Mr. Lunch Borrows a Canoe

Free Lunch

make way for ducklings

make way for ducklings

okay, okay, preschool book review week starts in earnest with an old chestnut that i feel gets overlooked nowadays — robert mccloskey’s make way for ducklings. it isn’t hip. it isn’t trendy. it isn’t cool.

but boy, is it a great, great book for preschoolers.

the story is one that most little kids can comprehend — duck parents are looking for a good place to raise a family. they finally find one. the dad has to go away. the mom teaches the kids and takes them on a tumultuous walk. dad comes home. everyone quacks happily ever after.

i cannot pick up this book without a few things happening.

1) i imitate an irish policeman whenever i read the voices of the cops in the book. (for you bugs bunny fans out there: “hey clancy, let’s take the boys and surrrrround the house!”)

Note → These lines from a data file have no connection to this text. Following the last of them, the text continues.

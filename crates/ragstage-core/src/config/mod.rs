//! Configuration management
//!
//! [`PipelineConfig`] carries everything the five stages read at start (page
//! sizes, RRF constant, quotas, feature toggles). [`ServiceConfig`] is the
//! matching shape for each outbound HTTP client (base URL, model, timeout),
//! separating "what the algorithm does" from "how we reach the service
//! that backs it."

use crate::error::Result;
use serde::{Deserialize, Serialize};

/// Config recognized by the pipeline itself (spec.md §6).
#[derive(Debug, Clone, Serialize, Deserialize)]
pub struct PipelineConfig {
    /// Dense search page size. Default 50.
    #[serde(default = "default_search_limit")]
    pub search_limit: usize,

    /// BM25 result page size. Default 50.
    #[serde(default = "default_bm25_limit")]
    pub bm25_limit: usize,

    /// Reciprocal Rank Fusion constant `k`. Default 60.
    #[serde(default = "default_rrf_k")]
    pub rrf_k: f64,

    /// Whether BM25 is queried and fused with the original-query dense
    /// results.
    #[serde(default)]
    pub hybrid_enabled: bool,

    /// Whether the rerank stage runs at all.
    #[serde(default)]
    pub rerank_enabled: bool,

    /// Per-call reranker timeout, in milliseconds.
    #[serde(default = "default_rerank_timeout_ms")]
    pub rerank_timeout_ms: u64,

    /// Configured rerank candidate cap. Clamped against the internal
    /// `RERANK_CANDIDATE_CAP` hard guard in `stages::rerank` — see
    /// DESIGN.md Open Question 2.
    #[serde(default = "default_rerank_top_k")]
    pub rerank_top_k: usize,

    /// Number of original-query items to allocate.
    #[serde(default = "default_quota_original")]
    pub quota_original: usize,

    /// Number of expanded-bucket items to allocate.
    #[serde(default = "default_quota_expanded")]
    pub quota_expanded: usize,

    /// `true` selects dynamic (pure score) allocation; `false` selects
    /// legacy (quota + language-preference) allocation. Defaults to `true`
    /// per DESIGN.md Open Question 1.
    #[serde(default = "default_dynamic_allocation")]
    pub dynamic_language_allocation_enabled: bool,
}

/// Mirror of [`PipelineConfig`] with every field optional, used to deserialize
/// a YAML overlay file. A field left out of the file stays `None` and is
/// never applied, so it can't clobber an env-derived value with a default.
#[derive(Debug, Clone, Default, Deserialize)]
struct PipelineConfigOverrides {
    #[serde(default)]
    search_limit: Option<usize>,
    #[serde(default)]
    bm25_limit: Option<usize>,
    #[serde(default)]
    rrf_k: Option<f64>,
    #[serde(default)]
    hybrid_enabled: Option<bool>,
    #[serde(default)]
    rerank_enabled: Option<bool>,
    #[serde(default)]
    rerank_timeout_ms: Option<u64>,
    #[serde(default)]
    rerank_top_k: Option<usize>,
    #[serde(default)]
    quota_original: Option<usize>,
    #[serde(default)]
    quota_expanded: Option<usize>,
    #[serde(default)]
    dynamic_language_allocation_enabled: Option<bool>,
}

fn default_search_limit() -> usize {
    50
}
fn default_bm25_limit() -> usize {
    50
}
fn default_rrf_k() -> f64 {
    60.0
}
fn default_rerank_timeout_ms() -> u64 {
    3_000
}
fn default_rerank_top_k() -> usize {
    30
}
fn default_quota_original() -> usize {
    5
}
fn default_quota_expanded() -> usize {
    5
}
fn default_dynamic_allocation() -> bool {
    true
}

impl Default for PipelineConfig {
    fn default() -> Self {
        Self {
            search_limit: default_search_limit(),
            bm25_limit: default_bm25_limit(),
            rrf_k: default_rrf_k(),
            hybrid_enabled: false,
            rerank_enabled: false,
            rerank_timeout_ms: default_rerank_timeout_ms(),
            rerank_top_k: default_rerank_top_k(),
            quota_original: default_quota_original(),
            quota_expanded: default_quota_expanded(),
            dynamic_language_allocation_enabled: default_dynamic_allocation(),
        }
    }
}

impl PipelineConfig {
    /// Load from environment variables layered over defaults, then
    /// optionally merge a YAML file at `path` if given. YAML keys that are
    /// present overlay the env-derived value for that field; keys the file
    /// omits leave the env-derived value untouched (they do not fall back
    /// to the struct default, which would silently discard an env override).
    pub fn load(path: Option<&std::path::Path>) -> Result<Self> {
        let mut config = Self::from_env();
        if let Some(path) = path {
            if path.exists() {
                let content = std::fs::read_to_string(path).map_err(|e| {
                    crate::error::PipelineError::Config(format!(
                        "failed to read {}: {e}",
                        path.display()
                    ))
                })?;
                let overrides: PipelineConfigOverrides = serde_yaml::from_str(&content)?;
                config.apply(overrides);
            }
        }
        Ok(config)
    }

    fn apply(&mut self, overrides: PipelineConfigOverrides) {
        if let Some(v) = overrides.search_limit {
            self.search_limit = v;
        }
        if let Some(v) = overrides.bm25_limit {
            self.bm25_limit = v;
        }
        if let Some(v) = overrides.rrf_k {
            self.rrf_k = v;
        }
        if let Some(v) = overrides.hybrid_enabled {
            self.hybrid_enabled = v;
        }
        if let Some(v) = overrides.rerank_enabled {
            self.rerank_enabled = v;
        }
        if let Some(v) = overrides.rerank_timeout_ms {
            self.rerank_timeout_ms = v;
        }
        if let Some(v) = overrides.rerank_top_k {
            self.rerank_top_k = v;
        }
        if let Some(v) = overrides.quota_original {
            self.quota_original = v;
        }
        if let Some(v) = overrides.quota_expanded {
            self.quota_expanded = v;
        }
        if let Some(v) = overrides.dynamic_language_allocation_enabled {
            self.dynamic_language_allocation_enabled = v;
        }
    }

    fn from_env() -> Self {
        let mut config = Self::default();
        if let Ok(v) = std::env::var("RAGSTAGE_SEARCH_LIMIT") {
            if let Ok(v) = v.parse() {
                config.search_limit = v;
            }
        }
        if let Ok(v) = std::env::var("RAGSTAGE_BM25_LIMIT") {
            if let Ok(v) = v.parse() {
                config.bm25_limit = v;
            }
        }
        if let Ok(v) = std::env::var("RAGSTAGE_RRF_K") {
            if let Ok(v) = v.parse() {
                config.rrf_k = v;
            }
        }
        if let Ok(v) = std::env::var("RAGSTAGE_HYBRID_ENABLED") {
            config.hybrid_enabled = v == "1" || v.eq_ignore_ascii_case("true");
        }
        if let Ok(v) = std::env::var("RAGSTAGE_RERANK_ENABLED") {
            config.rerank_enabled = v == "1" || v.eq_ignore_ascii_case("true");
        }
        if let Ok(v) = std::env::var("RAGSTAGE_DYNAMIC_ALLOCATION") {
            config.dynamic_language_allocation_enabled =
                v == "1" || v.eq_ignore_ascii_case("true");
        }
        config
    }
}

/// Configuration for a single outbound HTTP collaborator (vector encoder,
/// BM25 gateway, chunk repository, query expander, tag search, reranker's
/// backing LLM).
#[derive(Debug, Clone, Serialize, Deserialize)]
pub struct ServiceConfig {
    /// Base URL of the service.
    pub base_url: String,

    /// Model name, where applicable (embedding model, chat model).
    #[serde(default = "default_model")]
    pub model: String,

    /// API key, for authenticated services.
    #[serde(default)]
    pub api_key: Option<String>,

    /// Request timeout in seconds.
    #[serde(default = "default_timeout_secs")]
    pub timeout_secs: u64,
}

fn default_model() -> String {
    "default".to_string()
}

fn default_timeout_secs() -> u64 {
    30
}

impl ServiceConfig {
    pub fn new(base_url: impl Into<String>) -> Self {
        Self {
            base_url: base_url.into(),
            model: default_model(),
            api_key: None,
            timeout_secs: default_timeout_secs(),
        }
    }

    pub fn from_env(base_url_var: &str, model_var: &str, api_key_var: &str) -> Option<Self> {
        let base_url = std::env::var(base_url_var).ok()?;
        Some(Self {
            base_url,
            model: std::env::var(model_var).unwrap_or_else(|_| default_model()),
            api_key: std::env::var(api_key_var).ok(),
            timeout_secs: default_timeout_secs(),
        })
    }
}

2) i dissolve into laughter, along with my kids, whenever i have to read the ducklings’ names (lack, mack, quack, pack, oh, who the hell knows them all, i just know they rhyme). and:

3) we end up reading it twice in a row. at least.

the brown-tone drawings are absolutely stunning, earning this bad boy a caldecott. no, they just don’t write them like this anymore.

admittedly, i am a mom who enjoys the hip books; but i must confess that, in the same way i am beginning to rediscover the old, corny Disney movies (hayley mills, anyone?) and enjoying them, i am discovering older storybooks from my childhood, wistfully remembering how it took me longer to wise up and become the cynical chick i am today.